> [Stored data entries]
■ ■ ■

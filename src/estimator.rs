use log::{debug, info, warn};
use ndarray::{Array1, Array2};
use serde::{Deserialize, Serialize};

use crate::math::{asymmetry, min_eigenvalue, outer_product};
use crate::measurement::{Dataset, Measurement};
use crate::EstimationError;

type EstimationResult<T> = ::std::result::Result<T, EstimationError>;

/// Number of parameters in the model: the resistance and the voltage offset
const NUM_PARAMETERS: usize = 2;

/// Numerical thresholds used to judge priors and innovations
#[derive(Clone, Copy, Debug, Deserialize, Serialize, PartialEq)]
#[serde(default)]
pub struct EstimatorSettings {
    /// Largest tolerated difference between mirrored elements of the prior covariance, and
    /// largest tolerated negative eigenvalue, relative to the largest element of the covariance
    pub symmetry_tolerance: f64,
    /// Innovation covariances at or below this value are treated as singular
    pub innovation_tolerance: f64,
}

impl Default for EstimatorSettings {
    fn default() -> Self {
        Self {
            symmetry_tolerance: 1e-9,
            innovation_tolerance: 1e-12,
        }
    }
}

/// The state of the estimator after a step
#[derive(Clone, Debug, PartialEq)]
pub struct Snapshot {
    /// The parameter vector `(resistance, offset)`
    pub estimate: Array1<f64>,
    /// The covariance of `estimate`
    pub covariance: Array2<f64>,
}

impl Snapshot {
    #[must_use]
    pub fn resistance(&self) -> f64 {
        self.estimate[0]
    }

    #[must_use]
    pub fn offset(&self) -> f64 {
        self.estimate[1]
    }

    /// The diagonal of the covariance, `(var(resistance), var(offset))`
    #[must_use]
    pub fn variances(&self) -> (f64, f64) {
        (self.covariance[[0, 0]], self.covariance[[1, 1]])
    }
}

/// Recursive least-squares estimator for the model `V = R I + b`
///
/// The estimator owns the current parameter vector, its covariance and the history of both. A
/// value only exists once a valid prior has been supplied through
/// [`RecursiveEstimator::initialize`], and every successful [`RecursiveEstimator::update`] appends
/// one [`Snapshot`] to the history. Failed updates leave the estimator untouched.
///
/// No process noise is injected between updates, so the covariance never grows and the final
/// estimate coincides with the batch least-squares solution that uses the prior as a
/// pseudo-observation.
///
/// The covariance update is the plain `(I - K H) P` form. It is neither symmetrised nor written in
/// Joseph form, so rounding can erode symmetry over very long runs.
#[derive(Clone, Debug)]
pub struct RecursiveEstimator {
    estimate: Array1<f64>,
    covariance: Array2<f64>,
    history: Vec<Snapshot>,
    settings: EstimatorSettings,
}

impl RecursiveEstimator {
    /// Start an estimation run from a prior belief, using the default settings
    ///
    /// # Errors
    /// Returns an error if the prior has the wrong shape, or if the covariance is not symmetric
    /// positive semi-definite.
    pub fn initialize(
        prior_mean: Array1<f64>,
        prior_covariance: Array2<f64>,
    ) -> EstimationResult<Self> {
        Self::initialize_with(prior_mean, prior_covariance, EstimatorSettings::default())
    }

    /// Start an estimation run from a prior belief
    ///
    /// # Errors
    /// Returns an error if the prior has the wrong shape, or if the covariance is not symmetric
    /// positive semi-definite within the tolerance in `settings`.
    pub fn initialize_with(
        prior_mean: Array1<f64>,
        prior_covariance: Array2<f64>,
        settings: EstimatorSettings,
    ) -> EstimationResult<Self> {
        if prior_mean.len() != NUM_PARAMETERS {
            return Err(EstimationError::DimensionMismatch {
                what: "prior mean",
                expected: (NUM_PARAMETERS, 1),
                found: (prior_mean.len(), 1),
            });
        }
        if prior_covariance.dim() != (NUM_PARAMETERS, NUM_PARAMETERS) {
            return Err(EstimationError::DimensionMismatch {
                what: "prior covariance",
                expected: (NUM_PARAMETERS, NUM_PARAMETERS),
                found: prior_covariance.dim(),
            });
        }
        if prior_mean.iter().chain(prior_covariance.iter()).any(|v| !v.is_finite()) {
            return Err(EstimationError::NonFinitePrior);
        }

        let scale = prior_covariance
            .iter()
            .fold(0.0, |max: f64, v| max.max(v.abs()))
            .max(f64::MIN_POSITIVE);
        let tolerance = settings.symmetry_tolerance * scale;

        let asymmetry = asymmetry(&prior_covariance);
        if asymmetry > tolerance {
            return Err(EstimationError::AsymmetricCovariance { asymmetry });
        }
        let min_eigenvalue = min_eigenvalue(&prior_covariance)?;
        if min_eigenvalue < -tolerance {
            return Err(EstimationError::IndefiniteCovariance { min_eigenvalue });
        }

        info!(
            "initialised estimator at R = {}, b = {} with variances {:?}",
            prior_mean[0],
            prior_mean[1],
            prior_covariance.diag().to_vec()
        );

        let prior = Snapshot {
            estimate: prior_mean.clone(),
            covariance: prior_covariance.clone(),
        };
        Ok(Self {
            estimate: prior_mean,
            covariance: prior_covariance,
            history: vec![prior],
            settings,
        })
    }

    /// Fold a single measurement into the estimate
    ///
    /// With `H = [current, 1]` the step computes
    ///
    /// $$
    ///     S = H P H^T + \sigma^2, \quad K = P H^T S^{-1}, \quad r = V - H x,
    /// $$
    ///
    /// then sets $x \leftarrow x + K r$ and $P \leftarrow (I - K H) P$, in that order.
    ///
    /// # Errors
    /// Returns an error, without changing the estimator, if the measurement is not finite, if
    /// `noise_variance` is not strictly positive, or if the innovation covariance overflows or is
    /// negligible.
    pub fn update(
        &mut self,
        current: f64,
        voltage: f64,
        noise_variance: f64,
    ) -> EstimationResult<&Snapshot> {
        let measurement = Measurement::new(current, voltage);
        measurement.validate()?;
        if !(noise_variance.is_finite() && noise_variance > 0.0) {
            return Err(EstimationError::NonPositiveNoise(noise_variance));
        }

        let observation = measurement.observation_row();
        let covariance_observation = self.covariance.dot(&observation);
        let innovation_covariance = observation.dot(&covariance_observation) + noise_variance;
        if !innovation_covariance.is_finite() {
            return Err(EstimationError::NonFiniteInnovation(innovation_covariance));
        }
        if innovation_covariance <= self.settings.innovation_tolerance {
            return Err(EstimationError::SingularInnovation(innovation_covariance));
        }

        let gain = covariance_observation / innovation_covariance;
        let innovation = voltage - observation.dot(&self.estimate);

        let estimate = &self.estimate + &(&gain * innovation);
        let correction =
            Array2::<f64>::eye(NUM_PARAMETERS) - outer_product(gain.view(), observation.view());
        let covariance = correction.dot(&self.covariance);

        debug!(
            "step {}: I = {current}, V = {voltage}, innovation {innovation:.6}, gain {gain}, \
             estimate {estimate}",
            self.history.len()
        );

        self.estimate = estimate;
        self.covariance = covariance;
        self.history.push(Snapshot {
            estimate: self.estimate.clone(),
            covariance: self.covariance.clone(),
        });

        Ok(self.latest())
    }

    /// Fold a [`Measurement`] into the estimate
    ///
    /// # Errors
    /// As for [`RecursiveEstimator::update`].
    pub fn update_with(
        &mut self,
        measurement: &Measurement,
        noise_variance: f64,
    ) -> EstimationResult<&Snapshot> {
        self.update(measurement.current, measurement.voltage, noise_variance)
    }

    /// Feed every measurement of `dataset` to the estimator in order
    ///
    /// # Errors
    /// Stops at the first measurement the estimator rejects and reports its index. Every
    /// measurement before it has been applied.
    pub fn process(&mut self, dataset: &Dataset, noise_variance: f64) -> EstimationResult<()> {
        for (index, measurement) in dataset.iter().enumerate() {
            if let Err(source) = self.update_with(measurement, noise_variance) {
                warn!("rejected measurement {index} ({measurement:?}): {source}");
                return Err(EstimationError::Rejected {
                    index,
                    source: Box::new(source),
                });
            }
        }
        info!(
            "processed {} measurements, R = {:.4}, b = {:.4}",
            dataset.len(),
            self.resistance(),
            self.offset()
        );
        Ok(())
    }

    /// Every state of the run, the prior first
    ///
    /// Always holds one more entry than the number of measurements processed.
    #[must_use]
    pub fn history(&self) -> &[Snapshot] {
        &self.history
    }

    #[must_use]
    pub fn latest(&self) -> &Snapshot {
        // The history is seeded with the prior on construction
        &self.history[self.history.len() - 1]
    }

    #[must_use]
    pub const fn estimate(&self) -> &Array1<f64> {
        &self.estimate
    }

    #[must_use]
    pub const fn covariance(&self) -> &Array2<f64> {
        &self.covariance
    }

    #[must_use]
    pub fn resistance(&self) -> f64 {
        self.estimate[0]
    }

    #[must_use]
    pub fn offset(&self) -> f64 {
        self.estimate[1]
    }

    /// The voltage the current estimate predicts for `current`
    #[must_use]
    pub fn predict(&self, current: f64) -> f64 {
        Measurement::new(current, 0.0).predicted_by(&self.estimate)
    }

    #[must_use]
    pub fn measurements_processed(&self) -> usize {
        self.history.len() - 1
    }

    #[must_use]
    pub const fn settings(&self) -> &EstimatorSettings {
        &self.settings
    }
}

■ ■ ■

> [EXERCISE DESCRIPTION]
Please go through the entries and show every line with the word "tolerated".

> [ANSWER TO THE PROBLEM]
    /// Largest tolerated difference between mirrored elements of the prior covariance, and
    /// largest tolerated negative eigenvalue, relative to the largest element of the covariance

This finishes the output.